[Source information — start]
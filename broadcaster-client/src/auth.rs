//! Token management
//!
//! Clusters accept the OAuth2 password grant for their public `fly` client.
//! The username and password come from the configured cluster URL.

use chrono::{DateTime, Duration, Utc};
use reqwest::Url;
use std::fmt;
use tracing::{debug, info};

use broadcaster_core::dto::auth::TokenResponse;

use crate::ClusterClient;
use crate::error::{ClientError, Result};

const TOKEN_PATH: &str = "sky/issuer/token";
const CLIENT_ID: &str = "fly";
const CLIENT_SECRET: &str = "Zmx5";
const SCOPES: &str = "openid profile email federated:id groups";

/// Tokens are treated as expired this long before their actual expiry.
const EXPIRY_LEEWAY_SECS: i64 = 10;

/// Username and password taken from a cluster URL
#[derive(Clone, Default)]
pub(crate) struct Credentials {
    pub username: String,
    pub password: String,
}

impl Credentials {
    pub fn from_url(url: &Url) -> Self {
        Self {
            username: decode_userinfo(url.username()),
            password: url.password().map(decode_userinfo).unwrap_or_default(),
        }
    }
}

impl fmt::Debug for Credentials {
    fn fmt(&self, f: &mut fmt::Formatter<'_>) -> fmt::Result {
        f.debug_struct("Credentials")
            .field("username", &self.username)
            .field("password", &"[REDACTED]")
            .finish()
    }
}

/// Bearer token with its optional expiry
#[derive(Clone)]
pub(crate) struct AccessToken {
    pub value: String,
    pub expires_at: Option<DateTime<Utc>>,
}

impl AccessToken {
    pub fn from_response(response: TokenResponse, now: DateTime<Utc>) -> Self {
        Self {
            value: response.access_token,
            expires_at: response
                .expires_in
                .filter(|secs| *secs > 0)
                .map(|secs| now + Duration::seconds(secs)),
        }
    }

    pub fn is_valid(&self, now: DateTime<Utc>) -> bool {
        if self.value.is_empty() {
            return false;
        }
        match self.expires_at {
            Some(expiry) => now + Duration::seconds(EXPIRY_LEEWAY_SECS) < expiry,
            None => true,
        }
    }
}

impl fmt::Debug for AccessToken {
    fn fmt(&self, f: &mut fmt::Formatter<'_>) -> fmt::Result {
        f.debug_struct("AccessToken")
            .field("value", &"[REDACTED]")
            .field("expires_at", &self.expires_at)
            .finish()
    }
}

impl ClusterClient {
    // =============================================================================
    // Authentication
    // =============================================================================

    /// Return a valid access token, running the password grant if needed
    ///
    /// Concurrent callers share one grant: the token slot stays locked while
    /// a new token is fetched.
    pub async fn refresh_token(&self) -> Result<String> {
        let mut slot = self.token.lock().await;

        if let Some(token) = slot.as_ref()
            && token.is_valid(Utc::now())
        {
            return Ok(token.value.clone());
        }

        let token = self.password_grant().await?;
        let value = token.value.clone();
        *slot = Some(token);

        Ok(value)
    }

    async fn password_grant(&self) -> Result<AccessToken> {
        if self.credentials.username.is_empty() {
            return Err(ClientError::Authentication(format!(
                "no username configured for {}",
                self.url
            )));
        }

        let url = self.endpoint(&TOKEN_PATH.split('/').collect::<Vec<_>>())?;
        debug!(cluster = %self.url, "requesting access token");

        let form = [
            ("grant_type", "password"),
            ("username", self.credentials.username.as_str()),
            ("password", self.credentials.password.as_str()),
            ("scope", SCOPES),
        ];

        let response = self
            .client
            .post(url)
            .basic_auth(CLIENT_ID, Some(CLIENT_SECRET))
            .form(&form)
            .send()
            .await?;

        let status = response.status();
        if !status.is_success() {
            let body = response.text().await.unwrap_or_default();
            return Err(ClientError::Authentication(format!(
                "token request to {} returned {}: {}",
                self.url,
                status.as_u16(),
                body.trim()
            )));
        }

        let body: TokenResponse = response
            .json()
            .await
            .map_err(|e| ClientError::ParseError(format!("Failed to parse token response: {}", e)))?;

        info!(cluster = %self.url, "obtained new access token");
        Ok(AccessToken::from_response(body, Utc::now()))
    }
}

/// Decode `%XX` escapes as found in URL userinfo. Invalid UTF-8 is kept raw.
fn decode_userinfo(input: &str) -> String {
    urlencoding::decode(input).map_or_else(|_| input.to_string(), |decoded| decoded.into_owned())
}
[Source information — finish]
**Your assignment:** Set down exactly the lines that begin the records and continue through the line bearing "impl fmt::Debug for AccessToken"; include both ends.

**Finished exercise:**
filename broadcaster-client/src/auth.rs
//! Token management
//!
//! Clusters accept the OAuth2 password grant for their public `fly` client.
//! The username and password come from the configured cluster URL.

use chrono::{DateTime, Duration, Utc};
use reqwest::Url;
use std::fmt;
use tracing::{debug, info};

use broadcaster_core::dto::auth::TokenResponse;

use crate::ClusterClient;
use crate::error::{ClientError, Result};

const TOKEN_PATH: &str = "sky/issuer/token";
const CLIENT_ID: &str = "fly";
const CLIENT_SECRET: &str = "Zmx5";
const SCOPES: &str = "openid profile email federated:id groups";

/// Tokens are treated as expired this long before their actual expiry.
const EXPIRY_LEEWAY_SECS: i64 = 10;

/// Username and password taken from a cluster URL
#[derive(Clone, Default)]
pub(crate) struct Credentials {
    pub username: String,
    pub password: String,
}

impl Credentials {
    pub fn from_url(url: &Url) -> Self {
        Self {
            username: decode_userinfo(url.username()),
            password: url.password().map(decode_userinfo).unwrap_or_default(),
        }
    }
}

impl fmt::Debug for Credentials {
    fn fmt(&self, f: &mut fmt::Formatter<'_>) -> fmt::Result {
        f.debug_struct("Credentials")
            .field("username", &self.username)
            .field("password", &"[REDACTED]")
            .finish()
    }
}

/// Bearer token with its optional expiry
#[derive(Clone)]
pub(crate) struct AccessToken {
    pub value: String,
    pub expires_at: Option<DateTime<Utc>>,
}

impl AccessToken {
    pub fn from_response(response: TokenResponse, now: DateTime<Utc>) -> Self {
        Self {
            value: response.access_token,
            expires_at: response
                .expires_in
                .filter(|secs| *secs > 0)
                .map(|secs| now + Duration::seconds(secs)),
        }
    }

    pub fn is_valid(&self, now: DateTime<Utc>) -> bool {
        if self.value.is_empty() {
            return false;
        }
        match self.expires_at {
            Some(expiry) => now + Duration::seconds(EXPIRY_LEEWAY_SECS) < expiry,
            None => true,
        }
    }
}

impl fmt::Debug for AccessToken {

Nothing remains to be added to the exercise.